WHAT TO WORK ON -> Among the entries below, find all lines that include "octet" and copy them.

___ PROVIDED INFORMATION

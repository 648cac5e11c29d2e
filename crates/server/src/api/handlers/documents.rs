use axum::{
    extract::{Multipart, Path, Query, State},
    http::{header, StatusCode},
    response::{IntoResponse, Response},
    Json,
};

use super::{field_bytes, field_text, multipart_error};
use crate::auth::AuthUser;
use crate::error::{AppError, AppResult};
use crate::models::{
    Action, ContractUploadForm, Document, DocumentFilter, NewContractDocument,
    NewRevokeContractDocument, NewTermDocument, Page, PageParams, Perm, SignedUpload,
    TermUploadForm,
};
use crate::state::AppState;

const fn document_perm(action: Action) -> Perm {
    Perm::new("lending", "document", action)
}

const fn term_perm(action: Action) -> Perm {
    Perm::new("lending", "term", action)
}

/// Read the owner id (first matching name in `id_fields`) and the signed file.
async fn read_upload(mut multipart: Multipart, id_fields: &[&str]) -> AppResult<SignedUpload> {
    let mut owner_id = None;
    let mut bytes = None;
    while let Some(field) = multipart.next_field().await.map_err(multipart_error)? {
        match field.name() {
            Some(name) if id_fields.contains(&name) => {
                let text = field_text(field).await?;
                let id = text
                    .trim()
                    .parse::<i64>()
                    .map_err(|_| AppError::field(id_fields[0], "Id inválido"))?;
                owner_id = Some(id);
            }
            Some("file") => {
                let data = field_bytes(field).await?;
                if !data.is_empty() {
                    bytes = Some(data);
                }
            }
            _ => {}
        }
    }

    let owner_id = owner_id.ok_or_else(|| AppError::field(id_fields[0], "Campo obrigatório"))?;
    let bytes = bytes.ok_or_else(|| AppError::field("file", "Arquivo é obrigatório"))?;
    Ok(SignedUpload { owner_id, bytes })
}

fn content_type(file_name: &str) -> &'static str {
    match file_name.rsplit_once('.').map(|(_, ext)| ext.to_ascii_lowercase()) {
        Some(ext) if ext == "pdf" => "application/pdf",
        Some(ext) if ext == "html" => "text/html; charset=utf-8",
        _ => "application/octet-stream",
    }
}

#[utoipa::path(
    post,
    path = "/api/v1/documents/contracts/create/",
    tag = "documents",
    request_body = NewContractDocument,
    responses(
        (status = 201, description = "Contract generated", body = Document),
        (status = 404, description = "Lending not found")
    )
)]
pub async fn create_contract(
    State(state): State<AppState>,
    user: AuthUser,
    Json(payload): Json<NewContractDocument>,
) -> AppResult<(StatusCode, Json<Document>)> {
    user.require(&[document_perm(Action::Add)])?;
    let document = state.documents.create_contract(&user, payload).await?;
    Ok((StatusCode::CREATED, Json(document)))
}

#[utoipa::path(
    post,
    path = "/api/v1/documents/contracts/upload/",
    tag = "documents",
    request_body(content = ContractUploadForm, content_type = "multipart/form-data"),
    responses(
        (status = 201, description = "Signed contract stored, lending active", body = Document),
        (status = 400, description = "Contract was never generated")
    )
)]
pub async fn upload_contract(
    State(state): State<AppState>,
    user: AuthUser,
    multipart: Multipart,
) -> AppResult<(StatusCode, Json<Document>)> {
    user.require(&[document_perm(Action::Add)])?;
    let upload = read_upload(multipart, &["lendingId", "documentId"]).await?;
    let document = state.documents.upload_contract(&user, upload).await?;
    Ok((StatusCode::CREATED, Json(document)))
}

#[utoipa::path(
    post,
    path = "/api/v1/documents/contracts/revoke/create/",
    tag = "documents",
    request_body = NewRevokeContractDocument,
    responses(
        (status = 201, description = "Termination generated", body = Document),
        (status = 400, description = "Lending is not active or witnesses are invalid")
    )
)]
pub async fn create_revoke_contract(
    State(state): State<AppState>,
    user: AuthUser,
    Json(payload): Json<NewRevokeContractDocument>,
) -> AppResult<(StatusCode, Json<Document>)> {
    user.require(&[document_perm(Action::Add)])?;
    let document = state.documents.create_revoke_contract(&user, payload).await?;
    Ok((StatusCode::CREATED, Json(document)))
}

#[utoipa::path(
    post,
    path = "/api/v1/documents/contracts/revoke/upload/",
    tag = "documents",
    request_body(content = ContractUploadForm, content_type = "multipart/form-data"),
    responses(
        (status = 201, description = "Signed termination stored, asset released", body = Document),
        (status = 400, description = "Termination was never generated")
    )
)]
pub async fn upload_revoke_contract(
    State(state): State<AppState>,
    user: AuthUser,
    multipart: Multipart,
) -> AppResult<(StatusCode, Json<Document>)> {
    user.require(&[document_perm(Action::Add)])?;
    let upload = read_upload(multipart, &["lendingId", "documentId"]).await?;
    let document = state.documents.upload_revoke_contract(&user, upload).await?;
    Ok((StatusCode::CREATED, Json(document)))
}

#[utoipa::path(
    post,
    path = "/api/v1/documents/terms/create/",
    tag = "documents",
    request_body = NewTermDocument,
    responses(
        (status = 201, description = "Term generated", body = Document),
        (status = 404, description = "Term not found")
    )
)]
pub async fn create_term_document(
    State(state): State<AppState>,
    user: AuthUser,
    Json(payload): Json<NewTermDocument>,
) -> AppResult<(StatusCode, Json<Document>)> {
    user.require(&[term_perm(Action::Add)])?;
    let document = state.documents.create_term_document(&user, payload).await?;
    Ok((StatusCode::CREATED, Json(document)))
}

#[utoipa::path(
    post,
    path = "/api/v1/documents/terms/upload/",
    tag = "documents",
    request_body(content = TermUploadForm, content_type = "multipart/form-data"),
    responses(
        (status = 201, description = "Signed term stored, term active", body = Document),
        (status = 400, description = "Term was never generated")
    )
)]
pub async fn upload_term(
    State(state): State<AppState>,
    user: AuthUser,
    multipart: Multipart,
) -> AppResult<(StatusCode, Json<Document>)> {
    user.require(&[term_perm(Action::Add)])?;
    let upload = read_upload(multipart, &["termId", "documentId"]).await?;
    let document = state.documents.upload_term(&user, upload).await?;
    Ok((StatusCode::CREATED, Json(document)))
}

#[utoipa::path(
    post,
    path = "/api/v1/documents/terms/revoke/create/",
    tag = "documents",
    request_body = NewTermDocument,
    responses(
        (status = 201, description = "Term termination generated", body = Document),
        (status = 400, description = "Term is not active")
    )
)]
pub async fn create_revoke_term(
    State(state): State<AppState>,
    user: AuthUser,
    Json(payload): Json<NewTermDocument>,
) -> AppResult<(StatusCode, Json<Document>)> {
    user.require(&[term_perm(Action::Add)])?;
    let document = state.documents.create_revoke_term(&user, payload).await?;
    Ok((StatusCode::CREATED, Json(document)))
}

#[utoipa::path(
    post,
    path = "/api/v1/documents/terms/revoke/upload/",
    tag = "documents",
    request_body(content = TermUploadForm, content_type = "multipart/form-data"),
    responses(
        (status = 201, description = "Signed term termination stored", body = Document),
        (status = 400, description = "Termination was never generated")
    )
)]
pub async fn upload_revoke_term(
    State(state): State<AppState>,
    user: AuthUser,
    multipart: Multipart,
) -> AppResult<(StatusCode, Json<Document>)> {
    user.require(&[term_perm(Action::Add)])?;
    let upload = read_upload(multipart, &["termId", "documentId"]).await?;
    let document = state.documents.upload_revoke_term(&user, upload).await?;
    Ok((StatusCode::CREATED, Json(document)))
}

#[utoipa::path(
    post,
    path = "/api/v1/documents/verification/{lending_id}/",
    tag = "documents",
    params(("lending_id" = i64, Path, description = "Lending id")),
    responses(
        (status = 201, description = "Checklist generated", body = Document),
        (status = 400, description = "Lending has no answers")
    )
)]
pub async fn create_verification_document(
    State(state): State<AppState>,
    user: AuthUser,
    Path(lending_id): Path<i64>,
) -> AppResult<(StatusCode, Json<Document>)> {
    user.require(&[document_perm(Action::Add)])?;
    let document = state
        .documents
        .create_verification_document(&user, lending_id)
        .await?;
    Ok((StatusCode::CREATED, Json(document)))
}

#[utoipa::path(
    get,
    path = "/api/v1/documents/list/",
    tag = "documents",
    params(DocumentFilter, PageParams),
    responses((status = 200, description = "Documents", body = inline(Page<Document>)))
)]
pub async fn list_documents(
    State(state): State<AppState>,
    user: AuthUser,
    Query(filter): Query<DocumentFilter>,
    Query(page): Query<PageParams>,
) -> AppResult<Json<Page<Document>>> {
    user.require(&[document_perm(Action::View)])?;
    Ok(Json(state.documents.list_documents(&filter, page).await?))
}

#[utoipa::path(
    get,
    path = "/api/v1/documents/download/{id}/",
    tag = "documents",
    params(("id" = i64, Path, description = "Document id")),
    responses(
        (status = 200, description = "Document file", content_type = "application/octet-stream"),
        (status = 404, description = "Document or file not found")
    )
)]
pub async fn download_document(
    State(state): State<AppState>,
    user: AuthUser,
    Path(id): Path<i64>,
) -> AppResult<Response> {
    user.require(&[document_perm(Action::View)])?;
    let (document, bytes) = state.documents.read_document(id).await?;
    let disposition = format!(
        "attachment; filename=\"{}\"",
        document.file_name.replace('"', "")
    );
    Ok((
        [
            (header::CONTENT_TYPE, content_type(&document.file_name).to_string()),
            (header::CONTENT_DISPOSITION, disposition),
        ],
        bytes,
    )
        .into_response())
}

______

PROBLEM SOLUTION ->
        _ => "application/octet-stream",
        (status = 200, description = "Document file", content_type = "application/octet-stream"),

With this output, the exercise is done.